Look for the word "total" in the entries and copy each line where it appears.

Stored data entries:
* * * *

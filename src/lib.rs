//! # MOCSIM-RS
//!
//! Method-of-Characteristics Neutron Transport Kernel Benchmark
//!
//! ## Architecture
//!
//! ```text
//! ┌─────────────────────────────────────────────────────────────────────────────┐
//! │                              MOCSIM-RS                                      │
//! │                  MOC Attenuation Kernel in Rust                             │
//! ├─────────────────────────────────────────────────────────────────────────────┤
//! │  LEVEL 1: EXPONENTIAL TABLE   (piecewise-linear 1 - exp(-x))                │
//! │  LEVEL 2: SOURCE STORE        (regions × axial intervals × energy groups)   │
//! │  LEVEL 3: ATTENUATION KERNEL  (axial source fit, flux integral, tally)      │
//! │  LEVEL 4: PARALLEL DISPATCH   (worker pool, dynamic schedule, locks)        │
//! │  LEVEL 5: OFFLOAD TRANSPORT   (device upload / launch / download)           │
//! └─────────────────────────────────────────────────────────────────────────────┘
//! ```
//!
//! The benchmark reproduces the inner loop of an MOC solver: segments are
//! synthetic (random region and axial interval ids), the geometry and
//! quadrature constants are fixed placeholders, and the flux is never
//! converged. What is real is the arithmetic per energy group and the
//! locking pattern around the shared flux tallies.
//!
//! ## Example
//!
//! ```no_run
//! use mocsim_rs::{MocBenchmark, RunConfig};
//!
//! let config = RunConfig::new(100, 3, 5, 32, 1_000_000, 4);
//! let mut bench = MocBenchmark::reproducible(config, 42)?;
//! let report = bench.run()?;
//! println!("{:.3e} segments/s", report.throughput());
//! # Ok::<(), mocsim_rs::MocError>(())
//! ```

pub mod constants;
pub mod error;
pub mod config;
pub mod stochastic;
pub mod exptable;
pub mod source;
pub mod kernel;
pub mod counters;
pub mod dispatch;
pub mod offload;
pub mod simulator;

// Re-exports
pub use config::{ExpMode, FillMode, RunConfig, RunOptions, SeedPolicy, TableResolution};
pub use error::{MocError, Result};
pub use exptable::ExpTable;
pub use source::{SourceRegion, SourceStore};
pub use kernel::{attenuate_segment, AttenuationKernel, KernelParams, WorkVectors};
pub use counters::{CounterHooks, NoCounters, SegmentCounters};
pub use dispatch::{run, Dispatcher, RunReport, WorkerState};
pub use offload::{Completion, DeviceTransport, HostDevices};
pub use simulator::MocBenchmark;
pub use stochastic::RandomGenerator;

/// MOCSIM version
pub const VERSION: &str = env!("CARGO_PKG_VERSION");

/// Information about the benchmark
pub fn info() -> String {
    format!(
        "MOCSIM-RS v{}\n\
         Method-of-Characteristics Attenuation Kernel Benchmark\n\
         Synthetic segments, real per-group arithmetic and locking",
        VERSION
    )
}

#[cfg(test)]
mod tests {
    use super::*;

    #[test]
    fn test_info() {
        let info = info();
        assert!(info.contains("MOCSIM"));
        assert!(info.contains(VERSION));
    }
}
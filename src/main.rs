//! # MOCSIM-RS
//!
//! Command-line driver for the MOC attenuation kernel benchmark.

use std::process;

use clap::{value_parser, Parser};
use tracing::error;
use tracing_subscriber::{fmt, EnvFilter};

use mocsim_rs::*;

#[derive(Parser, Debug)]
#[command(name = "mocsim", version)]
#[command(about = "Method-of-Characteristics attenuation kernel benchmark")]
struct Args {
    /// Number of source regions
    #[arg(
        long,
        default_value_t = constants::DEFAULT_SOURCE_REGIONS as u64,
        value_parser = value_parser!(u64).range(1..)
    )]
    regions: u64,

    /// Coarse axial intervals per region (lock granularity)
    #[arg(
        long,
        default_value_t = constants::DEFAULT_COARSE_AXIAL_INTERVALS as u64,
        value_parser = value_parser!(u64).range(1..)
    )]
    coarse: u64,

    /// Fine axial intervals per region
    #[arg(
        long,
        default_value_t = constants::DEFAULT_FINE_AXIAL_INTERVALS as u64,
        value_parser = value_parser!(u64).range(1..)
    )]
    fine: u64,

    /// Energy groups
    #[arg(
        long,
        default_value_t = constants::DEFAULT_EGROUPS as u64,
        value_parser = value_parser!(u64).range(1..)
    )]
    egroups: u64,

    /// Segments to attenuate
    #[arg(
        long,
        default_value_t = constants::DEFAULT_SEGMENTS,
        value_parser = value_parser!(u64).range(1..)
    )]
    segments: u64,

    /// Worker threads (default: all cores)
    #[arg(long, value_parser = value_parser!(u64).range(1..))]
    threads: Option<u64>,

    /// Emulated offload devices (0 = host threads only)
    #[arg(long, default_value_t = 0)]
    devices: usize,

    /// Segments claimed per scheduling step
    #[arg(
        long,
        default_value_t = constants::DEFAULT_CHUNK,
        value_parser = value_parser!(u64).range(1..)
    )]
    chunk: u64,

    /// Fixed worker seed (default: wall clock)
    #[arg(long)]
    seed: Option<u64>,

    /// Seed for the random source data
    #[arg(long, default_value_t = 0)]
    data_seed: u64,

    /// Hardcoded exponential table size
    #[arg(long, conflicts_with = "precision", value_parser = value_parser!(u64).range(1..))]
    table_segments: Option<u64>,

    /// Derive the exponential table size from a target precision
    #[arg(long)]
    precision: Option<f32>,

    /// Evaluate 1 - exp(-tau) exactly instead of via the table
    #[arg(long)]
    exact_exp: bool,

    /// Carry the angular flux state between segments
    #[arg(long)]
    update_state: bool,

    /// Reproduce the integer-division random fill (all zeros)
    #[arg(long)]
    truncated_fill: bool,
}

impl Args {
    fn config(&self) -> RunConfig {
        RunConfig::new(
            self.regions as usize,
            self.coarse as usize,
            self.fine as usize,
            self.egroups as usize,
            self.segments,
            self.threads.map_or_else(rayon::current_num_threads, |t| t as usize),
        )
    }

    fn options(&self) -> RunOptions {
        let table = match (self.table_segments, self.precision) {
            (Some(segments), _) => TableResolution::Fixed { segments: segments as usize },
            (None, Some(precision)) => TableResolution::Precision { precision },
            (None, None) => TableResolution::default(),
        };
        RunOptions {
            table,
            fill: if self.truncated_fill { FillMode::IntegerTruncated } else { FillMode::Uniform },
            exp_mode: if self.exact_exp { ExpMode::Exact } else { ExpMode::Table },
            update_state: self.update_state,
            seed: self.seed.map_or(SeedPolicy::Clock, SeedPolicy::Fixed),
            data_seed: self.data_seed,
            chunk: self.chunk,
            devices: self.devices,
        }
    }
}

/// 2 for rejected input or failed allocation, 1 for runtime failures
fn exit_code(err: &MocError) -> i32 {
    if err.is_fatal_setup() { 2 } else { 1 }
}

fn init_logging() {
    let filter = EnvFilter::try_from_default_env().unwrap_or_else(|_| EnvFilter::new("info"));
    fmt().with_env_filter(filter).with_target(false).init();
}

fn main() {
    init_logging();
    let args = Args::parse();

    println!("{}", info());
    println!();

    let mut bench = match MocBenchmark::new(args.config(), args.options()) {
        Ok(bench) => bench,
        Err(e) => {
            error!("setup failed: {}", e);
            process::exit(exit_code(&e));
        }
    };

    println!("Running {} segments...", bench.config.segments);
    if let Err(e) = bench.run() {
        error!("run failed: {}", e);
        process::exit(exit_code(&e));
    }

    println!();
    println!("{}", bench.summary());
    println!("Flux checksum: {:.6e}", bench.flux_checksum());
}
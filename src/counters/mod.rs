//! # Performance Counter Hooks
//!
//! Start/stop callbacks bracketing the parallel phase. Hooks observe the run
//! and never feed back into it, so enabling them cannot change the numbers.

use std::collections::BTreeMap;
use std::sync::atomic::{AtomicU64, Ordering};
use std::time::Duration;

use parking_lot::Mutex;
use tracing::{debug, info};

/// Callbacks invoked at the boundaries of the parallel phase
pub trait CounterHooks: Send + Sync {
    /// Before any worker starts
    fn phase_start(&self, _workers: usize) {}

    /// A worker has drained its share of the segment range
    fn worker_finished(&self, _worker: usize, _segments: u64) {}

    /// After every worker has finished
    fn phase_end(&self, _elapsed: Duration) {}
}

/// Hooks that do nothing
#[derive(Debug, Clone, Copy, Default)]
pub struct NoCounters;

impl CounterHooks for NoCounters {}

/// Per-worker segment counts and phase timing
#[derive(Debug, Default)]
pub struct SegmentCounters {
    per_worker: Mutex<BTreeMap<usize, u64>>,
    total: AtomicU64,
    phases: AtomicU64,
    busy_nanos: AtomicU64,
}

impl SegmentCounters {
    pub fn new() -> Self {
        Self::default()
    }

    /// Segments processed across all phases
    pub fn total(&self) -> u64 {
        self.total.load(Ordering::Relaxed)
    }

    /// Completed parallel phases
    pub fn phases(&self) -> u64 {
        self.phases.load(Ordering::Relaxed)
    }

    /// Sum of phase wall times
    pub fn busy(&self) -> Duration {
        Duration::from_nanos(self.busy_nanos.load(Ordering::Relaxed))
    }

    /// Segments processed by each worker id
    pub fn per_worker(&self) -> BTreeMap<usize, u64> {
        self.per_worker.lock().clone()
    }

    /// Largest over smallest per-worker count (1.0 = perfectly balanced)
    pub fn imbalance(&self) -> f64 {
        let counts = self.per_worker.lock();
        let max = counts.values().copied().max().unwrap_or(0);
        let min = counts.values().copied().min().unwrap_or(0);
        if min == 0 {
            if max == 0 { 1.0 } else { f64::INFINITY }
        } else {
            max as f64 / min as f64
        }
    }
}

impl CounterHooks for SegmentCounters {
    fn phase_start(&self, workers: usize) {
        debug!(workers, "counters started");
    }

    fn worker_finished(&self, worker: usize, segments: u64) {
        *self.per_worker.lock().entry(worker).or_insert(0) += segments;
        self.total.fetch_add(segments, Ordering::Relaxed);
    }

    fn phase_end(&self, elapsed: Duration) {
        self.phases.fetch_add(1, Ordering::Relaxed);
        self.busy_nanos
            .fetch_add(elapsed.as_nanos().min(u64::MAX as u128) as u64, Ordering::Relaxed);
        let workers = self.per_worker.lock().len();
        let imbalance = self.imbalance();
        info!(segments = self.total(), workers, imbalance, "counter results");
    }
}

#[cfg(test)]
mod tests {
    use super::*;

    #[test]
    fn test_segment_counters() {
        let counters = SegmentCounters::new();
        counters.phase_start(3);
        counters.worker_finished(0, 10);
        counters.worker_finished(1, 20);
        counters.worker_finished(0, 5);
        counters.phase_end(Duration::from_millis(3));

        assert_eq!(counters.total(), 35);
        assert_eq!(counters.phases(), 1);
        assert_eq!(counters.busy(), Duration::from_millis(3));
        assert_eq!(counters.per_worker().get(&0), Some(&15));
        assert!((counters.imbalance() - 20.0 / 15.0).abs() < 1e-12);
    }

    #[test]
    fn test_imbalance_edges() {
        let counters = SegmentCounters::new();
        assert_eq!(counters.imbalance(), 1.0);
        counters.worker_finished(0, 0);
        counters.worker_finished(1, 4);
        assert!(counters.imbalance().is_infinite());
    }

    #[test]
    fn test_no_counters_is_inert() {
        let hooks: &dyn CounterHooks = &NoCounters;
        hooks.phase_start(4);
        hooks.worker_finished(0, 1);
        hooks.phase_end(Duration::ZERO);
    }
}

* * * *

■ **ANSWER FOR THIS EXERCISE**:
    total: AtomicU64,
    pub fn total(&self) -> u64 {
        self.total.load(Ordering::Relaxed)
        self.total.fetch_add(segments, Ordering::Relaxed);
        info!(segments = self.total(), workers, imbalance, "counter results");
        assert_eq!(counters.total(), 35);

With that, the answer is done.